So, again DEVICE_STATE = NOT_INUSE, but hint state is Unavailable.

This is the hint: exten => 2127,hint,PJSIP/ATAxLA2

So perhaps this isn't an issue with queues, really, but an issue with the hints that app_queue is using not aligning with the actual device state. That's what it's starting to look like to me.

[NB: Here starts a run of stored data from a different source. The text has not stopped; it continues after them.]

//! macOS runtime provisioning
//!
//! Homebrew is the primary package manager, MacPorts the fallback.

use crate::runtime::RuntimeKind;
use anyhow::Result;
use std::process::Command;

pub fn install_runtime(kind: RuntimeKind) -> Result<()> {
    let brew_installed = Command::new("brew")
        .arg("--version")
        .output()
        .map(|o| o.status.success())
        .unwrap_or(false);

    if brew_installed {
        return install_with_brew(kind);
    }

    println!("Homebrew not found. Checking for MacPorts as fallback...");

    let port_installed = Command::new("port")
        .arg("version")
        .output()
        .map(|o| o.status.success())
        .unwrap_or(false);

    if !port_installed {
        anyhow::bail!(
            "no package manager found. Install Homebrew (https://brew.sh) or MacPorts \
             (https://www.macports.org), or install {} manually:\n{}",
            kind.name(),
            manual_instructions(kind)
        );
    }

    println!("MacPorts found, using as fallback package manager");
    install_with_port(kind)
}

fn install_with_brew(kind: RuntimeKind) -> Result<()> {
    let package = match kind {
        RuntimeKind::Node => "node@20",
        RuntimeKind::Python => "python@3.11",
    };

    println!("Installing {} with Homebrew...", package);
    let output = Command::new("brew")
        .args(["install", package])
        .output()
        .map_err(|e| anyhow::anyhow!("failed to execute brew: {}", e))?;

    if !output.status.success() {
        let stderr = String::from_utf8_lossy(&output.stderr);
        anyhow::bail!("Homebrew failed to install {}: {}", package, stderr.trim());
    }

    println!("{} installed successfully", package);
    Ok(())
}

fn install_with_port(kind: RuntimeKind) -> Result<()> {
    let package = match kind {
        RuntimeKind::Node => "nodejs20",
        RuntimeKind::Python => "python311",
    };

    println!("Installing {} with MacPorts...", package);
    let status = Command::new("sudo")
        .args(["port", "install", package])
        .status()
        .map_err(|e| anyhow::anyhow!("failed to execute port: {}", e))?;

    if !status.success() {
        anyhow::bail!("MacPorts failed to install {}", package);
    }

    println!("{} installed successfully via MacPorts", package);
    Ok(())
}

pub fn manual_instructions(kind: RuntimeKind) -> &'static str {
    match kind {
        RuntimeKind::Node => {
            "  brew install node@20\n  Or download from https://nodejs.org/en/download"
        }
        RuntimeKind::Python => {
            "  brew install python@3.11\n  Or download from https://www.python.org/downloads/"
        }
    }
}
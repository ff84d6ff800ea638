//! Linux runtime provisioning
//!
//! Installs missing runtimes using the first available of:
//! - apt-get (Debian, Ubuntu, Kali)
//! - dnf (Fedora, RHEL 8+)
//! - yum (RHEL 7, CentOS 7)
//! - pacman (Arch Linux, Manjaro)

use crate::runtime::RuntimeKind;
use anyhow::Result;
use std::process::Command;

/// A package manager and the pinned runtime packages it installs
struct PackageManager {
    name: &'static str,
    install_args: &'static [&'static str],
    node_package: &'static str,
    python_package: &'static str,
}

const MANAGERS: &[PackageManager] = &[
    PackageManager {
        name: "apt-get",
        install_args: &["install", "-y"],
        node_package: "nodejs",
        python_package: "python3.11",
    },
    PackageManager {
        name: "dnf",
        install_args: &["install", "-y"],
        node_package: "nodejs",
        python_package: "python3.11",
    },
    PackageManager {
        name: "yum",
        install_args: &["install", "-y"],
        node_package: "nodejs",
        python_package: "python3",
    },
    PackageManager {
        name: "pacman",
        install_args: &["-S", "--noconfirm"],
        node_package: "nodejs",
        python_package: "python",
    },
];

pub fn install_runtime(kind: RuntimeKind) -> Result<()> {
    let manager = MANAGERS
        .iter()
        .find(|m| is_manager_available(m.name))
        .ok_or_else(|| {
            anyhow::anyhow!(
                "no supported package manager found (apt-get, dnf, yum, or pacman required). \
                 Install {} manually:\n{}",
                kind.name(),
                manual_instructions(kind)
            )
        })?;

    let package = match kind {
        RuntimeKind::Node => manager.node_package,
        RuntimeKind::Python => manager.python_package,
    };

    println!("Installing {} with {}...", package, manager.name);

    // Root runs the manager directly; everyone else goes through sudo
    let needs_sudo = std::env::var("USER").unwrap_or_default() != "root";
    let mut cmd = if needs_sudo {
        let mut cmd = Command::new("sudo");
        cmd.arg(manager.name);
        cmd
    } else {
        Command::new(manager.name)
    };
    cmd.args(manager.install_args).arg(package);

    let output = cmd
        .output()
        .map_err(|e| anyhow::anyhow!("failed to execute {}: {}", manager.name, e))?;

    if !output.status.success() {
        let stderr = String::from_utf8_lossy(&output.stderr);
        anyhow::bail!(
            "{} failed to install {}: {}",
            manager.name,
            package,
            stderr.trim()
        );
    }

    println!("{} installed successfully with {}", package, manager.name);
    Ok(())
}

pub fn manual_instructions(kind: RuntimeKind) -> &'static str {
    match kind {
        RuntimeKind::Node => {
            "  Debian/Ubuntu: sudo apt-get install nodejs\n  Fedora: sudo dnf install nodejs\n  Or download from https://nodejs.org/en/download"
        }
        RuntimeKind::Python => {
            "  Debian/Ubuntu: sudo apt-get install python3.11\n  Fedora: sudo dnf install python3.11\n  Or download from https://www.python.org/downloads/"
        }
    }
}

fn is_manager_available(name: &str) -> bool {
    Command::new(name)
        .arg("--version")
        .output()
        .map(|o| o.status.success())
        .unwrap_or(false)
}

2127@hints-cen: PJSIP/ATAxLA2         State:Idle            Presence:not_set         Watchers  6

test has 0 calls (max unlimited) in 'ringall' strategy (0s holdtime, 0s talktime), W:0, C:0, A:0, SL:0.0%, SL2:0.0% within 12s
  Members:
     PJSIP/ATAxLA2 (ringinuse disabled) (Not in use) has taken no calls yet
     231 (Local/115@phreaknet-queue-ring from hint:2127@hints-all) with penalty 5 (ringinuse disabled) (Unavailable) has taken no calls yet
  No Callers

Okay, so now let's add a member to the queue and do "queue reload members":

test has 0 calls (max unlimited) in 'ringall' strategy (0s holdtime, 0s talktime), W:0, C:0, A:0, SL:0.0%, SL2:0.0% within 12s
  Members:
     PJSIP/ATAxLA2 (ringinuse disabled) (Not in use) has taken no calls yet
     231 (Local/116@queue-ring from PJSIP/ATAxLA2) with penalty 5 (ringinuse disabled) (Not in use) has taken no calls yet
     231 (Local/115@queue-ring from hint:2127@hints-all) with penalty 5 (ringinuse disabled) (Not in use) has taken no calls yet
  No Callers

Aha! So you see, when app_queue reloads members, the stale hints are refreshed. In this case, I've added a local channel but with device state to a device rather than a hint, so we can now compare all 3 cases. Many hours later:

2127@hints-cen: PJSIP/ATAxLA2         State:Idle            Presence:not_set         Watchers  6

test has 0 calls (max unlimited) in 'ringall' strategy (0s holdtime, 0s talktime), W:0, C:0, A:0, SL:0.0%, SL2:0.0% within 12s
  Members:
     PJSIP/ATAxLA2 (ringinuse disabled) (Not in use) has taken no calls yet
     231 (Local/116@queue-ring from PJSIP/ATAxLA2) with penalty 5 (ringinuse disabled) (Unavailable) has taken no calls yet
     231 (Local/115@queue-ring from hint:2127@hints-all) with penalty 5 (ringinuse disabled) (Unavailable) has taken no calls yet
  No Callers

The device is currently available. I have added the same endpoint 3 different ways. app_queue things one of them is available (specified with PJSIP as the direct tech), and the other two, which are local channels using a custom hint or device state, are unavailable.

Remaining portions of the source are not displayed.